Causes of Flooding

  • Heavy rain over several days or intense rainfall in a short period.
  • Debris or ice jams blocking rivers or streams, causing overflow.
  • Failure of water control structures like levees or dams.

Flood-Prone Areas

  • Valleys, plains, canyons, swamplands, coasts, and near large bodies of water.
  • Hurricanes pose significant flooding risks, especially in saturated areas.

Before Floods

  • Stay informed through radio, TV, or cellphone alerts.
  • Differentiate between flood watch (possible flooding) and flood warning (flooding imminent).
  • Prepare an emergency survival kit with essentials for at least three days.
  • Clear drainage systems to prevent property damage.

Evacuate if Necessary

  • Head for higher ground immediately when a flood warning is issued.
  • Secure your home before evacuating, bringing essential items to higher floors.
  • Turn off utilities and disconnect electrical appliances to avoid hazards.

Flash Flooding

  • Act immediately if flash flooding is possible; move to higher ground.
  • Be cautious near streams, drainage channels, and canyons, where flash floods can occur suddenly.

Safety Precautions

  • Avoid walking or driving through floodwaters; six inches of moving water can knock you off your feet.
  • If driving, do not attempt to cross flooded roads; turn around and find an alternate route.
  • Remember, even shallow floodwater can sweep away vehicles.
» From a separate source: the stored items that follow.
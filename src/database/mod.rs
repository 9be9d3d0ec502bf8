//! Account, realm and character persistence.
//!
//! Servers reach storage only through [`AccountStore`]. Two backends ship:
//! [`MemoryStore`] for tests and local runs, [`MySqlStore`] over sqlx.

use std::future::Future;

use chrono::{DateTime, Utc};

use crate::game::update::Position;

pub mod memory;
pub mod mysql;

pub use memory::MemoryStore;
pub use mysql::MySqlStore;

#[derive(Debug, thiserror::Error)]
pub enum StoreError {
    #[error("Database error: {0}")]
    Sql(#[from] sqlx::Error),

    #[error("Stored {field} for {key} is malformed")]
    Malformed { field: &'static str, key: String },

    #[error("Account store unavailable")]
    Unavailable,
}

#[derive(Debug, Clone, PartialEq, Eq)]
pub struct Account {
    pub id: u32,
    /// Upper-cased login name.
    pub username: String,
    pub salt: [u8; 32],
    pub verifier: [u8; 32],
    pub banned_at: Option<DateTime<Utc>>,
}

impl Account {
    pub fn is_banned(&self) -> bool {
        self.banned_at.is_some()
    }
}

#[derive(Debug, Clone, PartialEq)]
pub struct Realm {
    pub id: u32,
    pub name: String,
    /// `host:port` the client connects to.
    pub address: String,
    pub realm_type: u32,
    pub flags: u8,
    pub timezone: u8,
    pub population: f32,
}

#[derive(Debug, Clone, PartialEq)]
pub struct Character {
    pub guid: u64,
    /// Upper-cased owning account name.
    pub account: String,
    pub name: String,
    pub realm_id: u32,
    pub race: u8,
    pub class: u8,
    pub gender: u8,
    pub skin: u8,
    pub face: u8,
    pub hair_style: u8,
    pub hair_color: u8,
    pub facial_hair: u8,
    pub level: u8,
    pub health: u32,
    pub power: u32,
    pub display_id: u32,
    pub map_id: u32,
    pub position: Position,
    pub xp: u32,
    pub money: u32,
}

/// Storage collaborator for both servers. Usernames are matched
/// case-insensitively.
pub trait AccountStore: Send + Sync + 'static {
    fn find_account(
        &self,
        username: &str,
    ) -> impl Future<Output = Result<Option<Account>, StoreError>> + Send;

    fn set_session_key(
        &self,
        username: &str,
        key: &[u8; 40],
    ) -> impl Future<Output = Result<(), StoreError>> + Send;

    fn session_key(
        &self,
        username: &str,
    ) -> impl Future<Output = Result<Option<[u8; 40]>, StoreError>> + Send;

    fn realms(&self) -> impl Future<Output = Result<Vec<Realm>, StoreError>> + Send;

    fn character_count(
        &self,
        realm_id: u32,
        username: &str,
    ) -> impl Future<Output = Result<u8, StoreError>> + Send;

    fn find_character(
        &self,
        guid: u64,
    ) -> impl Future<Output = Result<Option<Character>, StoreError>> + Send;
}
//! Opcode dispatch for authenticated world sessions.
//!
//! Every owned opcode names the stage a session must have reached before its
//! handler runs. Opcodes not listed belong to gameplay handlers outside this
//! crate and are logged and dropped.

use tokio::sync::Mutex;

use super::packet::*;
use super::{ConnectionError, RealmState};
use crate::database::AccountStore;
use crate::game::entity::{Entity, STAND_STATE_SIT, UNIT_FLAG_STUNNED};
use crate::game::fields::{UNIT_FIELD_BYTES_1, UNIT_FIELD_FLAGS};
use crate::game::update::{pack_update, UpdateBlock, UpdatePacket};
use crate::network::packet::Frame;
use crate::servers::auth::srp::digests_match;
use crate::session::{Outbound, Session, SessionStage};

/// What the connection loop does after a frame is handled.
#[derive(Debug, Clone, PartialEq, Eq)]
pub enum Disposition {
    Continue,
    /// Decipher inbound headers with this key from the next read on.
    InstallCipher([u8; 40]),
    Close,
}

pub fn required_stage(opcode: u16) -> Option<SessionStage> {
    match opcode {
        CMSG_AUTH_SESSION => Some(SessionStage::ChallengeIssued),
        CMSG_PING | CMSG_PLAYER_LOGIN => Some(SessionStage::ProofVerified),
        CMSG_LOGOUT_REQUEST => Some(SessionStage::CharacterBound),
        _ => None,
    }
}

pub async fn dispatch<S: AccountStore>(
    state: &RealmState<S>,
    session: &Mutex<Session>,
    frame: Frame,
) -> Result<Disposition, ConnectionError> {
    let mut s = session.lock().await;
    tracing::debug!(
        "[realm] [packet_in] session={} opcode={:04X} len={}",
        s.id, frame.opcode, frame.payload.len()
    );

    let Some(required) = required_stage(frame.opcode) else {
        tracing::debug!("[realm] [packet_unhandled] session={} opcode={:04X}", s.id, frame.opcode);
        return Ok(Disposition::Continue);
    };
    if !s.is_ready(required) {
        tracing::warn!(
            "[realm] [stage_gate] session={} opcode={:04X} stage={:?} required={:?}",
            s.id, frame.opcode, s.stage(), required
        );
        return Ok(Disposition::Continue);
    }

    match frame.opcode {
        CMSG_AUTH_SESSION => handle_auth_session(state, &mut s, &frame.payload).await,
        CMSG_PING => handle_ping(&s, &frame.payload).await,
        CMSG_PLAYER_LOGIN => handle_player_login(state, &mut s, &frame.payload).await,
        CMSG_LOGOUT_REQUEST => handle_logout(state, &mut s).await,
        _ => Ok(Disposition::Continue),
    }
}

async fn reject_auth(s: &Session, code: u8) -> Result<Disposition, ConnectionError> {
    s.send(SMSG_AUTH_RESPONSE, build_auth_failure(code)).await?;
    Ok(Disposition::Close)
}

async fn handle_auth_session<S: AccountStore>(
    state: &RealmState<S>,
    s: &mut Session,
    payload: &[u8],
) -> Result<Disposition, ConnectionError> {
    if s.stage() != SessionStage::ChallengeIssued {
        tracing::warn!("[realm] [auth_repeat] session={}", s.id);
        return Ok(Disposition::Continue);
    }

    let req = parse_auth_session(payload)?;
    let account = req.account.to_uppercase();
    tracing::info!("[realm] [auth_session] session={} user={} build={}", s.id, account, req.build);

    let banned = match state.store.find_account(&account).await {
        Ok(Some(a)) => a.is_banned(),
        Ok(None) => return reject_auth(s, AUTH_UNKNOWN_ACCOUNT).await,
        Err(e) => {
            tracing::warn!("[realm] [store_error] session={} user={} err={}", s.id, account, e);
            return reject_auth(s, AUTH_DB_BUSY).await;
        }
    };
    if banned {
        return reject_auth(s, AUTH_BANNED).await;
    }

    let key = match state.store.session_key(&account).await {
        Ok(Some(k)) => k,
        Ok(None) => return reject_auth(s, AUTH_UNKNOWN_ACCOUNT).await,
        Err(e) => {
            tracing::warn!("[realm] [store_error] session={} user={} err={}", s.id, account, e);
            return reject_auth(s, AUTH_DB_BUSY).await;
        }
    };

    let expected = auth_session_digest(&account, req.client_seed, s.server_seed, &key);
    if !digests_match(&expected, &req.digest) {
        tracing::info!("[realm] [auth_failed] session={} user={}", s.id, account);
        return reject_auth(s, AUTH_FAILED).await;
    }

    s.advance(SessionStage::ProofVerified)?;
    s.account = Some(account);
    s.push(Outbound::InstallCipher(key)).await?;
    s.send(SMSG_AUTH_RESPONSE, build_auth_ok()).await?;
    Ok(Disposition::InstallCipher(key))
}

async fn handle_ping(s: &Session, payload: &[u8]) -> Result<Disposition, ConnectionError> {
    let (sequence, latency) = parse_ping(payload)?;
    tracing::trace!("[realm] [ping] session={} seq={} latency={}", s.id, sequence, latency);
    s.send(SMSG_PONG, build_pong(sequence)).await?;
    Ok(Disposition::Continue)
}

async fn send_update(s: &Session, blocks: Vec<UpdateBlock>, threshold: usize) -> Result<(), ConnectionError> {
    let payload = UpdatePacket::new(blocks).encode()?;
    let (opcode, payload) = pack_update(payload, threshold)?;
    s.send(opcode, payload).await?;
    Ok(())
}

async fn handle_player_login<S: AccountStore>(
    state: &RealmState<S>,
    s: &mut Session,
    payload: &[u8],
) -> Result<Disposition, ConnectionError> {
    let guid = parse_player_login(payload)?;
    if s.entity.is_some() {
        tracing::warn!("[realm] [login_while_bound] session={} guid={}", s.id, guid);
        return Ok(Disposition::Continue);
    }

    let character = match state.store.find_character(guid).await {
        Ok(Some(c))
            if s.account.as_deref() == Some(c.account.as_str())
                && c.realm_id == state.config.realm_id =>
        {
            c
        }
        Ok(_) => {
            tracing::warn!("[realm] [login_unknown_character] session={} guid={}", s.id, guid);
            return Ok(Disposition::Continue);
        }
        Err(e) => {
            tracing::warn!("[realm] [store_error] session={} guid={} err={}", s.id, guid, e);
            return Ok(Disposition::Continue);
        }
    };

    let entity = Entity::player(&character)?;
    s.send(SMSG_LOGIN_VERIFY_WORLD, build_login_verify_world(entity.map_id, &entity.position()))
        .await?;
    send_update(s, vec![entity.create_block(true, state.tick())], state.config.compress_threshold)
        .await?;

    tracing::info!("[realm] [player_login] session={} guid={} name={}", s.id, guid, character.name);
    s.entity = Some(entity);
    s.advance(SessionStage::CharacterBound)?;
    Ok(Disposition::Continue)
}

async fn handle_logout<S: AccountStore>(
    state: &RealmState<S>,
    s: &mut Session,
) -> Result<Disposition, ConnectionError> {
    s.send(SMSG_LOGOUT_RESPONSE, build_logout_response()).await?;

    if let Some(mut entity) = s.entity.take() {
        entity.set_u32(UNIT_FIELD_FLAGS, entity.get_u32(UNIT_FIELD_FLAGS).unwrap_or(0) | UNIT_FLAG_STUNNED)?;
        entity.set_byte(UNIT_FIELD_BYTES_1, 0, STAND_STATE_SIT)?;
        if let Some(block) = entity.take_values_block() {
            send_update(s, vec![block], state.config.compress_threshold).await?;
        }
        tracing::info!("[realm] [logout] session={} guid={}", s.id, entity.guid);
    }

    s.send(SMSG_LOGOUT_COMPLETE, Vec::new()).await?;
    Ok(Disposition::Continue)
}

#[cfg(test)]
mod tests {
    use super::*;

    #[test]
    fn test_required_stages() {
        assert_eq!(required_stage(CMSG_AUTH_SESSION), Some(SessionStage::ChallengeIssued));
        assert_eq!(required_stage(CMSG_PING), Some(SessionStage::ProofVerified));
        assert_eq!(required_stage(CMSG_PLAYER_LOGIN), Some(SessionStage::ProofVerified));
        assert_eq!(required_stage(CMSG_LOGOUT_REQUEST), Some(SessionStage::CharacterBound));
        // CMSG_MESSAGECHAT belongs to gameplay handlers
        assert_eq!(required_stage(0x095), None);
    }
}
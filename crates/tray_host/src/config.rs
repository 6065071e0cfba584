use std::{path::Path, time::Duration};

use serde::{Deserialize, Serialize};
use smart_default::SmartDefault;

use crate::error::*;

/// User configuration of the tray, read from `config.json`.
#[derive(Debug, Clone, PartialEq, Eq, Serialize, Deserialize, SmartDefault)]
#[serde(default)]
pub struct TrayConfig {
    /// How long to wait after the tray manager announced a change before asking it for its icons.
    /// The dock embeds windows asynchronously, so asking right away can return a stale list.
    #[default = 800]
    pub x11_settle_delay_ms: u64,

    /// Show icons embedded through the X11 tray manager.
    #[default = true]
    pub x11: bool,

    /// Show StatusNotifierItems.
    #[default = true]
    pub sni: bool,
}

impl TrayConfig {
    /// Read the configuration at `path`, falling back to the defaults if there is none.
    pub fn read_from_file(path: impl AsRef<Path>) -> Result<Self> {
        let path = path.as_ref();
        match std::fs::read_to_string(path) {
            Ok(content) => Ok(serde_json::from_str(&content)?),
            Err(err) if err.kind() == std::io::ErrorKind::NotFound => {
                log::debug!("No config at {}, using defaults", path.display());
                Ok(Self::default())
            }
            Err(err) => Err(Error::Io { path: path.to_path_buf(), err }),
        }
    }

    pub fn x11_settle_delay(&self) -> Duration {
        Duration::from_millis(self.x11_settle_delay_ms)
    }
}

#[cfg(test)]
mod tests {
    use super::*;
    use pretty_assertions::assert_eq;

    #[test]
    fn test_defaults() {
        let config = TrayConfig::default();
        assert_eq!(Duration::from_millis(800), config.x11_settle_delay());
        assert!(config.x11 && config.sni);
    }

    #[test]
    fn test_partial_file() {
        let dir = tempfile::tempdir().unwrap();
        let path = dir.path().join("config.json");
        std::fs::write(&path, r#"{ "x11": false, "x11_settle_delay_ms": 250 }"#).unwrap();

        let config = TrayConfig::read_from_file(&path).unwrap();
        assert_eq!(TrayConfig { x11_settle_delay_ms: 250, x11: false, sni: true }, config);
    }

    #[test]
    fn test_missing_file() {
        let dir = tempfile::tempdir().unwrap();
        assert_eq!(TrayConfig::default(), TrayConfig::read_from_file(dir.path().join("config.json")).unwrap());
    }
}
Remember: “Turn around, don’t drown!” Take flooding seriously and prioritize safety at all times.

Water Storage

One of the most common questions during emergency preparedness is how long water can be safely stored. Let’s delve into practical methods to ensure your stored water remains safe for consumption.

  1. Understanding Water Categories:
    • Wild Water: Natural sources like rainwater or streams.
    • Stored Water: Treated at a municipal site and often supplemented with additives like chlorine.
    • Treated Water: Chemically treated, filtered, or purified through various methods.
  2. Why Water Goes Bad:
    • Microorganisms: Can render water undrinkable or toxic.
    • Chemical Contamination: From previous non-water substances or improper containers.
    • Surrounding Chemicals: Leaching from the environment.
  3. Proper Storage Methods:
    • Container: Use opaque, food-grade containers to prevent light exposure and chemical leaching.
    • Additives: Consider adding chlorine or hydrogen peroxide to inhibit microbial growth.
    • Airtight Seal: Keep containers sealed to prevent air exchange and contamination.
    • Temperature Stability: Store in a cool, stable environment to prevent bacterial proliferation.
  4. Recommended Chemical Additions:
    • Chlorine: 8 drops of 6% sodium hypochlorite bleach per gallon.
    • Hydrogen Peroxide: 8 drops of 3% hydrogen peroxide per gallon.
  5. Avoiding Chemical Contamination:
    • Use only containers labeled as food-grade or specifically designed for water storage.
    • Avoid reusing containers that previously held non-water substances.
  6. Storage Quantity:
    • Aim for at least a three-week supply per person and pet.
    • General rule: 1 gallon per person per day, but consider storing more.
  7. Water Rotation:
    • While technically water can be stored indefinitely if properly treated, it’s advisable to rotate every six months.
    • Rotation ensures water remains fresh and helps identify any storage issues early on.
  8. Testing and Treatment:
    • Before consuming stored water, filter and aerate it to improve taste and remove any lingering chemicals.
    • Have multiple filtration options on hand for safety.
  9. Continuous Monitoring:
    • Regularly check stored water for any signs of discoloration, odor, or taste abnormalities.
    • Stay informed about local water quality reports and adjust storage and treatment methods accordingly.

By following these guidelines, you can confidently store water for emergencies, ensuring a safe and reliable supply for you and your family. Remember, preparedness is key to staying safe in uncertain situations.